**What to do**
Copy out the lines below that hold the word "phone".

**The data**

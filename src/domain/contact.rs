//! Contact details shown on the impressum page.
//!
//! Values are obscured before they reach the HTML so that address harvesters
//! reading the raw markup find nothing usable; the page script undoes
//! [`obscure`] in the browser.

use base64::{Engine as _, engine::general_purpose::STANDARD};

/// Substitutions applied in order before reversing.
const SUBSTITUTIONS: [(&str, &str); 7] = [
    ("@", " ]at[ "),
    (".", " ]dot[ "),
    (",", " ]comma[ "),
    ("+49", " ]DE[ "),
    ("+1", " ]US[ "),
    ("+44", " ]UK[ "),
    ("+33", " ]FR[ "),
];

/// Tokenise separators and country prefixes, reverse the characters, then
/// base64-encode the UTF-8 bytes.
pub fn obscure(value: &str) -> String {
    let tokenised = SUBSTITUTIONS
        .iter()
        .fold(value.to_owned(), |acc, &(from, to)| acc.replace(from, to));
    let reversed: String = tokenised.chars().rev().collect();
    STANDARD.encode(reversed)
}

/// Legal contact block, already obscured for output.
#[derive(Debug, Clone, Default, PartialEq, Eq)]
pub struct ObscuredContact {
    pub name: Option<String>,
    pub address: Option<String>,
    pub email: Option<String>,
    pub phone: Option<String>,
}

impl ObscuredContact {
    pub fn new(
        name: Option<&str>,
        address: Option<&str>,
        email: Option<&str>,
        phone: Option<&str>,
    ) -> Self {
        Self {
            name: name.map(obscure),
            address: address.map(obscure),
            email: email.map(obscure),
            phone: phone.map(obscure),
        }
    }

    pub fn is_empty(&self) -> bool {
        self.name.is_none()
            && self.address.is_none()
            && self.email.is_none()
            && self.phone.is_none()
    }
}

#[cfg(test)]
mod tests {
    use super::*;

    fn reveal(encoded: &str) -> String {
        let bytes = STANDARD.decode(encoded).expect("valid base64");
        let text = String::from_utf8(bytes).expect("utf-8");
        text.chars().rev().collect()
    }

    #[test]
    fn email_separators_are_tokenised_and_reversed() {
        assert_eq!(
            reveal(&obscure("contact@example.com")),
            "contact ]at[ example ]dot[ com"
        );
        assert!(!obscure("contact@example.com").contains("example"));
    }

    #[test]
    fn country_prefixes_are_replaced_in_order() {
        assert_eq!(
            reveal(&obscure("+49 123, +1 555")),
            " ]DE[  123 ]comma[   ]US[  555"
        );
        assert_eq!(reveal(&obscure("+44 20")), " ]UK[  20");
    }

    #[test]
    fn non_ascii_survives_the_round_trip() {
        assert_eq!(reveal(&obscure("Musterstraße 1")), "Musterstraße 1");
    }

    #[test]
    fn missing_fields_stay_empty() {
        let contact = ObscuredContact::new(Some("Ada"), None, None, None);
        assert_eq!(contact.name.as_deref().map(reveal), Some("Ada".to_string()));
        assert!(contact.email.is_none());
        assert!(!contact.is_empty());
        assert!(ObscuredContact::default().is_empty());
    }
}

**Solution to this task**
    pub phone: Option<String>,
        phone: Option<&str>,
            phone: phone.map(obscure),
            && self.phone.is_none()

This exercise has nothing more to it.